From the line that contains "use bookstore_console::screens::MutationOutcome;" through the line that contains "fn display(&self, _text: &str)", output every line of the listing below exactly and leave out all the rest.

* GIVEN RECORDS:
■ ■ ■ ■ ■

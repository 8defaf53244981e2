use std::sync::Arc;

use actix_web::{App, HttpServer};
use paperclip::actix::{web, OpenApiExt};
use parking_lot::Mutex;
use reqwest::StatusCode;

use bookstore_console::interaction::Interaction;
use bookstore_console::messages;
use bookstore_console::screens::books::BooksScreen;
use bookstore_console::screens::categories::CategoriesScreen;
use bookstore_console::screens::customers::CustomersScreen;
use bookstore_console::screens::dashboard::DashboardScreen;
use bookstore_console::screens::rentals::RentalsScreen;
use bookstore_console::screens::reports::ReportsScreen;
use bookstore_console::screens::sales::SalesScreen;
use bookstore_console::screens::MutationOutcome;
use bookstore_console::ConsoleContext;
use bookstore_repository::api::{NewBook, NewCustomer, NewSale, RentalStatus, TransactionType};
use bookstore_repository::app_config::config_app;
use bookstore_repository::bookstore_repository::{BookstoreRepository, InMemoryBookstoreRepository};
use bookstore_repository::client::BookstoreApiClient;

/// Says yes to everything and keeps the notifications
#[derive(Default)]
struct AgreeingInteraction {
    notifications: Mutex<Vec<String>>,
}

impl Interaction for AgreeingInteraction {
    fn confirm(&self, _message: &str) -> bool {
        true
    }

    fn notify(&self, message: &str) {
        self.notifications.lock().push(message.to_string());
    }

    fn display(&self, _text: &str) {}

    fn prompt(&self, _label: &str, current: &str) -> Option<String> {
        Some(current.to_string())
    }
}

/// Starts the server with an in-memory store on a free port and returns its url
fn spawn_server() -> String {
    let repository: Arc<dyn BookstoreRepository> = Arc::new(InMemoryBookstoreRepository::default());
    let server = HttpServer::new(move || {
        App::new()
            .wrap_api()
            .app_data(web::Data::new(repository.clone()))
            .configure(config_app)
            .build()
    })
    .workers(1)
    .bind(("127.0.0.1", 0))
    .expect("Failed to bind server");
    let address = server.addrs()[0];
    actix_web::rt::spawn(server.run());
    format!("http://{address}")
}

#[actix_web::test]
/// Drives every console screen against a real server over http
/// Seeds employees, creates a category, a book and a customer through the screens
/// Sells and rents the book, returns the rental
/// Checks dashboard and reports
async fn console_against_server_e2e_test() {
    let url = spawn_server();
    let client = BookstoreApiClient::new(&url).expect("Failed to create client");
    let employees = client
        .initialize_database()
        .await
        .expect("Failed to initialize database");
    assert_eq!(employees.len(), 3);

    let interaction = Arc::new(AgreeingInteraction::default());
    let ctx = ConsoleContext::new(Arc::new(client), interaction.clone());

    let mut categories = CategoriesScreen::default();
    categories.open_create_form().fields.category_name = "Novels".to_string();
    assert_eq!(
        categories.submit_form(&ctx).await,
        MutationOutcome::Completed
    );
    let category_id = categories.records()[0].category_id;

    let mut books = BooksScreen::default();
    books.load(&ctx).await;
    assert_eq!(books.categories().len(), 1);
    {
        let form = &mut books.books.open_create_form().fields;
        form.title = "Palace Walk".to_string();
        form.author = "Naguib Mahfouz".to_string();
        form.category_id = category_id.to_string();
        form.price = "50".to_string();
        form.rental_price_per_day = "4".to_string();
        form.quantity_in_stock = "5".to_string();
    }
    assert_eq!(books.books.submit_form(&ctx).await, MutationOutcome::Completed);
    let book = books.books.records()[0].clone();
    assert_eq!(book.category_name, "Novels");

    let mut customers = CustomersScreen::default();
    customers.open_create_form().fields.name = "Sara".to_string();
    assert_eq!(
        customers.submit_form(&ctx).await,
        MutationOutcome::Completed
    );
    let customer_id = customers.records()[0].customer_id;

    let mut sales = SalesScreen::default();
    sales.load(&ctx).await;
    {
        let form = sales.open_form();
        form.customer_id = customer_id.to_string();
        form.employee_id = employees[0].employee_id.to_string();
        form.book_id = book.book_id.to_string();
        form.quantity = "2".to_string();
    }
    assert_eq!(sales.provisional_total(), Some(100.0));
    assert_eq!(sales.submit(&ctx).await, MutationOutcome::Completed);
    assert_eq!(sales.sales()[0].total_price, 100.0);
    assert_eq!(sales.sales()[0].employee_name, employees[0].name);

    let mut rentals = RentalsScreen::default();
    rentals.load(&ctx).await;
    {
        let form = rentals.open_form();
        form.customer_id = customer_id.to_string();
        form.employee_id = employees[1].employee_id.to_string();
        form.book_id = book.book_id.to_string();
        form.days = "3".to_string();
        form.quantity = "1".to_string();
    }
    assert_eq!(rentals.submit(&ctx).await, MutationOutcome::Completed);
    let rental = rentals.rentals()[0].clone();
    assert_eq!(rental.total_cost, 12.0);
    assert_eq!(rentals.books()[0].quantity_in_stock, 2);

    let mut dashboard = DashboardScreen::default();
    dashboard.load(&ctx).await;
    assert_eq!(dashboard.stats().total_books, 1);
    assert_eq!(dashboard.stats().total_customers, 1);
    assert_eq!(dashboard.stats().today_sales, 100.0);
    assert_eq!(dashboard.stats().active_rentals, 1);

    assert_eq!(
        rentals.return_rental(&ctx, rental.rental_id).await,
        MutationOutcome::Completed
    );
    assert_eq!(rentals.rentals()[0].status, RentalStatus::Returned);
    assert_eq!(rentals.books()[0].quantity_in_stock, 3);

    let mut reports = ReportsScreen::default();
    reports.load(&ctx).await;
    assert_eq!(reports.summary()[0].number_of_sales, 1);
    let types: Vec<TransactionType> = reports
        .recent_transactions()
        .iter()
        .map(|transaction| transaction.transaction_type)
        .collect();
    assert_eq!(types.len(), 2);
    assert!(types.contains(&TransactionType::Sale));
    assert!(types.contains(&TransactionType::Rental));

    // referenced by a sale, so the server refuses
    customers.load(&ctx).await;
    assert_eq!(
        customers.delete(&ctx, customer_id).await,
        MutationOutcome::Failed
    );
    assert!(interaction
        .notifications
        .lock()
        .contains(&messages::delete_failed("customer")));
    assert_eq!(customers.records().len(), 1);
}

#[actix_web::test]
/// Checks status codes and json field names the console relies on
async fn server_http_contract_test() {
    let url = spawn_server();
    let http = reqwest::Client::new();

    let response = http
        .post(format!("{url}/api/categories"))
        .json(&serde_json::json!({ "categoryName": "History" }))
        .send()
        .await
        .expect("Failed to create category");
    assert_eq!(response.status(), StatusCode::CREATED);
    let location = response
        .headers()
        .get("location")
        .expect("Missing location")
        .to_str()
        .unwrap()
        .to_string();
    let category: serde_json::Value = response.json().await.unwrap();
    let category_id = category["categoryID"].as_i64().unwrap();
    assert_eq!(location, format!("/api/categories/{category_id}"));

    let client = BookstoreApiClient::new(&url).expect("Failed to create client");
    let book = client
        .add_book(&NewBook {
            title: "The Histories".to_string(),
            sub_title: None,
            author: "Herodotus".to_string(),
            category_id: category_id as i32,
            price: 30.0,
            rental_price_per_day: 1.5,
            quantity_in_stock: 1,
        })
        .await
        .expect("Failed to add book");

    let books: serde_json::Value = http
        .get(format!("{url}/api/books"))
        .send()
        .await
        .unwrap()
        .json()
        .await
        .unwrap();
    assert_eq!(books[0]["bookID"], book.book_id);
    assert_eq!(books[0]["categoryName"], "History");
    assert_eq!(books[0]["rentalPricePerDay"], 1.5);
    assert_eq!(books[0]["quantityInStock"], 1);

    let response = http
        .delete(format!("{url}/api/books/424242"))
        .send()
        .await
        .unwrap();
    assert_eq!(response.status(), StatusCode::NOT_FOUND);

    let response = http
        .delete(format!("{url}/api/categories/{category_id}"))
        .send()
        .await
        .unwrap();
    assert_eq!(response.status(), StatusCode::CONFLICT);

    let response = http
        .post(format!("{url}/api/customers"))
        .json(&serde_json::json!({ "name": "  " }))
        .send()
        .await
        .unwrap();
    assert_eq!(response.status(), StatusCode::BAD_REQUEST);

    assert_eq!(client.get_book(424242).await.unwrap(), None);

    // a total that does not fit a json number is refused and the lists stay readable
    let employees = client.initialize_database().await.unwrap();
    let customer = client
        .add_customer(&NewCustomer {
            name: "Omar".to_string(),
            phone: None,
            email: None,
            address: None,
        })
        .await
        .unwrap();
    let pricey = client
        .add_book(&NewBook {
            title: "Codex".to_string(),
            sub_title: None,
            author: "Unknown".to_string(),
            category_id: category_id as i32,
            price: 1e308,
            rental_price_per_day: 0.0,
            quantity_in_stock: 10,
        })
        .await
        .expect("Failed to add book");
    let response = http
        .post(format!("{url}/api/sales"))
        .json(&NewSale {
            customer_id: customer.customer_id,
            employee_id: employees[0].employee_id,
            book_id: pricey.book_id,
            quantity: 10,
        })
        .send()
        .await
        .unwrap();
    assert_eq!(response.status(), StatusCode::BAD_REQUEST);
    assert_eq!(client.list_sales().await.unwrap(), vec![]);
    assert_eq!(
        client.get_book(pricey.book_id).await.unwrap().unwrap().quantity_in_stock,
        10
    );

    let health = http.get(format!("{url}/health")).send().await.unwrap();
    assert_eq!(health.status(), StatusCode::OK);
}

■ ■ ■ ■ ■

* ANSWER TO THE EXERCISE:
use bookstore_console::screens::MutationOutcome;
use bookstore_console::ConsoleContext;
use bookstore_repository::api::{NewBook, NewCustomer, NewSale, RentalStatus, TransactionType};
use bookstore_repository::app_config::config_app;
use bookstore_repository::bookstore_repository::{BookstoreRepository, InMemoryBookstoreRepository};
use bookstore_repository::client::BookstoreApiClient;

/// Says yes to everything and keeps the notifications
#[derive(Default)]
struct AgreeingInteraction {
    notifications: Mutex<Vec<String>>,
}

impl Interaction for AgreeingInteraction {
    fn confirm(&self, _message: &str) -> bool {
        true
    }

    fn notify(&self, message: &str) {
        self.notifications.lock().push(message.to_string());
    }

    fn display(&self, _text: &str) {}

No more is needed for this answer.